__WHAT YOU HAVE TO DO__. Beginning at the line that contains "Ok(settled)", reproduce every line to the end of the material without changing any of them.
--
//! Persistence gateway
//!
//! The only component that touches durable state. Exposes typed operations;
//! every mutating operation runs inside a single SQLite transaction, so a
//! balance update and its ledger row either both land or neither does.
//! Transient busy errors map to `DeadlineExceeded` and are retried once.

pub mod migrations;
pub mod models;

mod rounds;
mod settings;
mod users;
mod wagers;

pub use rounds::RoundListEntry;
pub use settings::SettingsPatch;
pub use users::{
    AdminStats, FarmingStatus, LeaderboardEntry, LeaderboardSort, NewUser, UserPatch,
};
pub use wagers::{PlacedWager, SettledWager};

use chrono::{DateTime, Utc};
use rusqlite::{Connection, Transaction, TransactionBehavior};
use std::path::Path;
use std::sync::Mutex;

use crate::errors::{Error, Result};

/// Handle to the durable store. Cheap to share behind an `Arc`; all access
/// serializes on an internal connection lock, and callers in async context
/// go through `spawn_blocking`.
pub struct Store {
    conn: Mutex<Connection>,
}

impl Store {
    /// Open (or create) the database at `path` and run migrations.
    pub fn open<P: AsRef<Path>>(path: P) -> Result<Self> {
        let path = path.as_ref();
        tracing::info!(path = %path.display(), "opening game database");
        let conn = Connection::open(path)?;
        Self::init(conn)
    }

    /// In-memory store, used by tests.
    pub fn open_in_memory() -> Result<Self> {
        let conn = Connection::open_in_memory()?;
        Self::init(conn)
    }

    fn init(conn: Connection) -> Result<Self> {
        conn.pragma_update(None, "journal_mode", "WAL")?;
        conn.pragma_update(None, "foreign_keys", "ON")?;
        conn.busy_timeout(std::time::Duration::from_secs(5))?;

        migrations::run_migrations(&conn)?;

        Ok(Self {
            conn: Mutex::new(conn),
        })
    }

    /// Run a read-only operation against the connection.
    pub(crate) fn with_conn<T>(&self, f: impl FnOnce(&Connection) -> Result<T>) -> Result<T> {
        let guard = self
            .conn
            .lock()
            .map_err(|_| Error::internal("store lock poisoned"))?;
        f(&guard)
    }

    /// Run a mutating operation inside one immediate transaction. Transient
    /// failures (`DeadlineExceeded`) retry exactly once; hard kinds do not.
    pub(crate) fn with_tx<T>(
        &self,
        mut f: impl FnMut(&Transaction<'_>) -> Result<T>,
    ) -> Result<T> {
        let mut guard = self
            .conn
            .lock()
            .map_err(|_| Error::internal("store lock poisoned"))?;

        let mut retried = false;
        loop {
            let tx = guard.transaction_with_behavior(TransactionBehavior::Immediate)?;
            let outcome = f(&tx).and_then(|value| {
                tx.commit()?;
                Ok(value)
            });
            match outcome {
                Ok(value) => return Ok(value),
                Err(e) if e.is_transient() && !retried => {
                    tracing::warn!(error = %e, "transient store failure, retrying once");
                    retried = true;
                }
                Err(e) => return Err(e),
            }
        }
    }
}

/// Timestamps are stored as RFC 3339 text.
pub(crate) fn format_ts(ts: DateTime<Utc>) -> String {
    ts.to_rfc3339()
}

pub(crate) fn parse_ts(column: usize, value: &str) -> rusqlite::Result<DateTime<Utc>> {
    DateTime::parse_from_rfc3339(value)
        .map(|dt| dt.with_timezone(&Utc))
        .map_err(|e| {
            rusqlite::Error::FromSqlConversionFailure(
                column,
                rusqlite::types::Type::Text,
                Box::new(e),
            )
        })
}

pub(crate) fn parse_opt_ts(
    column: usize,
    value: Option<String>,
) -> rusqlite::Result<Option<DateTime<Utc>>> {
    value.map(|v| parse_ts(column, &v)).transpose()
}

/// Calendar-day key for daily limit counters.
pub(crate) fn day_key(ts: DateTime<Utc>) -> String {
    ts.format("%Y-%m-%d").to_string()
}
impl Store {
    /// Place a wager: phase check, daily limits, debit, wager row, ledger
    /// row, counters, all in one transaction.
    pub fn place_wager(
        &self,
        user_id: i64,
        round_id: i64,
        stake: Money,
        auto_cashout: Option<Multiplier>,
    ) -> Result<PlacedWager> {
        if !stake.is_positive() {
            return Err(Error::invalid("stake must be positive"));
        }

        self.with_tx(|tx| {
            let round_status: Option<String> = tx
                .query_row(
                    "SELECT status FROM rounds WHERE id = ?1",
                    params![round_id],
                    |row| row.get(0),
                )
                .optional()?;
            match round_status.as_deref().and_then(RoundStatus::parse) {
                Some(RoundStatus::Betting) => {}
                Some(_) => {
                    return Err(Error::FailedPrecondition(
                        "round is not accepting bets".to_string(),
                    ))
                }
                None => return Err(Error::NotFound(format!("round {}", round_id))),
            }

            let existing: i64 = tx.query_row(
                "SELECT COUNT(*) FROM wagers WHERE user_id = ?1 AND round_id = ?2",
                params![user_id, round_id],
                |row| row.get(0),
            )?;
            if existing > 0 {
                return Err(Error::AlreadyExists(
                    "wager already placed this round".to_string(),
                ));
            }

            check_daily_limits(tx, user_id, stake)?;

            let now = Utc::now();
            tx.execute(
                "INSERT INTO wagers
                     (user_id, round_id, stake, auto_cashout_x100, placed_at)
                 VALUES (?1, ?2, ?3, ?4, ?5)",
                params![
                    user_id,
                    round_id,
                    stake.minor(),
                    auto_cashout.map(|m| m.x100() as i64),
                    format_ts(now),
                ],
            )?;
            let wager_id = tx.last_insert_rowid();

            // A failed debit rolls the wager row back with it.
            let (_, balance) = apply_balance_delta(
                tx,
                user_id,
                -stake,
                LedgerEntryType::BetPlaced,
                "wager placed",
                Some(wager_id),
            )?;

            let xp_gain = stake.minor() / 100;
            tx.execute(
                "UPDATE users
                 SET total_wagered = total_wagered + ?1,
                     games_played = games_played + 1,
                     xp = xp + ?2,
                     level = (xp + ?2) / 1000 + 1
                 WHERE id = ?3",
                params![stake.minor(), xp_gain, user_id],
            )?;

            tx.execute(
                "INSERT INTO daily_limits (user_id, day, wagered, games)
                 VALUES (?1, ?2, ?3, 1)
                 ON CONFLICT (user_id, day)
                 DO UPDATE SET wagered = wagered + ?3, games = games + 1",
                params![user_id, day_key(now), stake.minor()],
            )?;

            Ok(PlacedWager {
                wager: get_wager(tx, wager_id)?,
                balance,
            })
        })
    }

    /// Cash out an ACTIVE wager at `multiplier`: credit the payout, mark the
    /// wager, bump aggregates, one transaction.
    pub fn cashout_wager(&self, wager_id: i64, multiplier: Multiplier) -> Result<PlacedWager> {
        self.with_tx(|tx| {
            let wager = get_wager(tx, wager_id)?;
            if wager.status != WagerStatus::Active {
                return Err(Error::FailedPrecondition(format!(
                    "wager is {}",
                    wager.status.as_str()
                )));
            }

            let round_status: String = tx.query_row(
                "SELECT status FROM rounds WHERE id = ?1",
                params![wager.round_id],
                |row| row.get(0),
            )?;
            if RoundStatus::parse(&round_status) != Some(RoundStatus::Running) {
                return Err(Error::FailedPrecondition(
                    "round is not running".to_string(),
                ));
            }

            let payout = wager.stake.payout_at(multiplier);
            let (_, balance) = apply_balance_delta(
                tx,
                wager.user_id,
                payout,
                LedgerEntryType::BetWon,
                &format!("cashed out at {}", multiplier),
                Some(wager_id),
            )?;

            let now = Utc::now();
            tx.execute(
                "UPDATE wagers
                 SET status = 'CASHED_OUT', cashout_x100 = ?1, payout = ?2, cashed_out_at = ?3
                 WHERE id = ?4",
                params![
                    multiplier.x100() as i64,
                    payout.minor(),
                    format_ts(now),
                    wager_id,
                ],
            )?;

            let net_win = payout - wager.stake;
            tx.execute(
                "UPDATE users
                 SET total_won = total_won + ?1,
                     biggest_win = MAX(biggest_win, ?2)
                 WHERE id = ?3",
                params![payout.minor(), net_win.minor(), wager.user_id],
            )?;

            Ok(PlacedWager {
                wager: get_wager(tx, wager_id)?,
                balance,
            })
        })
    }

    /// Mark every still-ACTIVE wager of a crashed round LOST. Losses were
    /// debited at placement, so no balance moves here, only ledger records,
    /// aggregates, and daily loss counters.
    pub fn settle_crashed_round(&self, round_id: i64) -> Result<Vec<SettledWager>> {
        self.with_tx(|tx| {
            let mut stmt = tx.prepare(
                "SELECT id, user_id, stake FROM wagers
                 WHERE round_id = ?1 AND status = 'ACTIVE'",
            )?;
            let active: Vec<(i64, i64, i64)> = stmt
                .query_map(params![round_id], |row| {
                    Ok((row.get(0)?, row.get(1)?, row.get(2)?))
                })?
                .collect::<rusqlite::Result<_>>()?;
            drop(stmt);

            let now = Utc::now();
            let day = day_key(now);
            let mut settled = Vec::with_capacity(active.len());

            for (wager_id, user_id, stake_minor) in active {
                let stake = Money::from_minor(stake_minor);

                tx.execute(
                    "UPDATE wagers SET status = 'LOST' WHERE id = ?1",
                    params![wager_id],
                )?;

                // Balance unchanged at loss; record the outcome in the ledger.
                let balance: i64 = tx.query_row(
                    "SELECT balance FROM users WHERE id = ?1",
                    params![user_id],
                    |row| row.get(0),
                )?;
                tx.execute(
                    "INSERT INTO ledger
                         (user_id, wager_id, entry_type, amount, balance_before,
                          balance_after, description, created_at)
                     VALUES (?1, ?2, 'BET_LOST', ?3, ?4, ?4, 'round crashed', ?5)",
                    params![user_id, wager_id, stake.minor(), balance, format_ts(now)],
                )?;

                tx.execute(
                    "UPDATE users
                     SET total_lost = total_lost + ?1,
                         biggest_loss = MAX(biggest_loss, ?1)
                     WHERE id = ?2",
                    params![stake.minor(), user_id],
                )?;

                tx.execute(
                    "INSERT INTO daily_limits (user_id, day, lost)
                     VALUES (?1, ?2, ?3)
                     ON CONFLICT (user_id, day)
                     DO UPDATE SET lost = lost + ?3",
                    params![user_id, day, stake.minor()],
                )?;

                settled.push(SettledWager {
                    wager_id,
                    user_id,
                    stake,
                });
            }

            Ok(settled)
        })
    }

    pub fn find_wager(&self, wager_id: i64) -> Result<Wager> {
        self.with_conn(|conn| get_wager(conn, wager_id))
    }

    /// The user's ACTIVE wager in a round, if any. Used to re-associate a
    /// reconnecting session with its live wager.
    pub fn find_active_wager(&self, user_id: i64, round_id: i64) -> Result<Option<Wager>> {
        self.with_conn(|conn| {
            conn.query_row(
                &format!(
                    "{} WHERE user_id = ?1 AND round_id = ?2 AND status = 'ACTIVE'",
                    SELECT_WAGER
                ),
                params![user_id, round_id],
                row_to_wager,
            )
            .optional()
            .map_err(Into::into)
        })
    }
}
--
__RESULT OF THIS EXERCISE__.
            Ok(settled)
        })
    }

    pub fn find_wager(&self, wager_id: i64) -> Result<Wager> {
        self.with_conn(|conn| get_wager(conn, wager_id))
    }

    /// The user's ACTIVE wager in a round, if any. Used to re-associate a
    /// reconnecting session with its live wager.
    pub fn find_active_wager(&self, user_id: i64, round_id: i64) -> Result<Option<Wager>> {
        self.with_conn(|conn| {
            conn.query_row(
                &format!(
                    "{} WHERE user_id = ?1 AND round_id = ?2 AND status = 'ACTIVE'",
                    SELECT_WAGER
                ),
                params![user_id, round_id],
                row_to_wager,
            )
            .optional()
            .map_err(Into::into)
        })
    }
}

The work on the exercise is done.